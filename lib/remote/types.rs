use chrono::{DateTime, Utc};
use serde::Serialize;

/// Local bug status a remote status translates to.
#[derive(Debug, Clone, Copy, PartialEq, Eq, Hash, Serialize)]
#[serde(rename_all = "snake_case")]
pub enum LocalStatus {
    New,
    Incomplete,
    Confirmed,
    Triaged,
    InProgress,
    FixCommitted,
    FixReleased,
    Invalid,
    WontFix,
    Unknown,
}

impl LocalStatus {
    pub fn as_db_str(self) -> &'static str {
        match self {
            LocalStatus::New => "new",
            LocalStatus::Incomplete => "incomplete",
            LocalStatus::Confirmed => "confirmed",
            LocalStatus::Triaged => "triaged",
            LocalStatus::InProgress => "in_progress",
            LocalStatus::FixCommitted => "fix_committed",
            LocalStatus::FixReleased => "fix_released",
            LocalStatus::Invalid => "invalid",
            LocalStatus::WontFix => "wont_fix",
            LocalStatus::Unknown => "unknown",
        }
    }
}

/// Local bug importance a remote importance translates to.
#[derive(Debug, Clone, Copy, PartialEq, Eq, Hash, Serialize)]
#[serde(rename_all = "snake_case")]
pub enum LocalImportance {
    Undecided,
    Wishlist,
    Low,
    Medium,
    High,
    Critical,
    Unknown,
}

impl LocalImportance {
    pub fn as_db_str(self) -> &'static str {
        match self {
            LocalImportance::Undecided => "undecided",
            LocalImportance::Wishlist => "wishlist",
            LocalImportance::Low => "low",
            LocalImportance::Medium => "medium",
            LocalImportance::High => "high",
            LocalImportance::Critical => "critical",
            LocalImportance::Unknown => "unknown",
        }
    }
}

/// Optional features a remote tracker reports when probed.
#[derive(Debug, Clone, Copy, Default, PartialEq, Eq, Serialize)]
pub struct Capabilities {
    pub comment_import: bool,
    pub comment_push: bool,
    pub back_linking: bool,
}

/// One comment as returned by a remote tracker.
#[derive(Debug, Clone, PartialEq, Eq)]
pub struct RemoteComment {
    pub id: String,
    pub author: String,
    pub body: String,
    pub posted_at: DateTime<Utc>,
}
——————
Your task is to quote, without any alteration, the lines running from the top of the records to the line that holds "pub struct Capabilities", both included.

Solution
filename lib/remote/types.rs
use chrono::{DateTime, Utc};
use serde::Serialize;

/// Local bug status a remote status translates to.
#[derive(Debug, Clone, Copy, PartialEq, Eq, Hash, Serialize)]
#[serde(rename_all = "snake_case")]
pub enum LocalStatus {
    New,
    Incomplete,
    Confirmed,
    Triaged,
    InProgress,
    FixCommitted,
    FixReleased,
    Invalid,
    WontFix,
    Unknown,
}

impl LocalStatus {
    pub fn as_db_str(self) -> &'static str {
        match self {
            LocalStatus::New => "new",
            LocalStatus::Incomplete => "incomplete",
            LocalStatus::Confirmed => "confirmed",
            LocalStatus::Triaged => "triaged",
            LocalStatus::InProgress => "in_progress",
            LocalStatus::FixCommitted => "fix_committed",
            LocalStatus::FixReleased => "fix_released",
            LocalStatus::Invalid => "invalid",
            LocalStatus::WontFix => "wont_fix",
            LocalStatus::Unknown => "unknown",
        }
    }
}

/// Local bug importance a remote importance translates to.
#[derive(Debug, Clone, Copy, PartialEq, Eq, Hash, Serialize)]
#[serde(rename_all = "snake_case")]
pub enum LocalImportance {
    Undecided,
    Wishlist,
    Low,
    Medium,
    High,
    Critical,
    Unknown,
}

impl LocalImportance {
    pub fn as_db_str(self) -> &'static str {
        match self {
            LocalImportance::Undecided => "undecided",
            LocalImportance::Wishlist => "wishlist",
            LocalImportance::Low => "low",
            LocalImportance::Medium => "medium",
            LocalImportance::High => "high",
            LocalImportance::Critical => "critical",
            LocalImportance::Unknown => "unknown",
        }
    }
}

/// Optional features a remote tracker reports when probed.
#[derive(Debug, Clone, Copy, Default, PartialEq, Eq, Serialize)]
pub struct Capabilities {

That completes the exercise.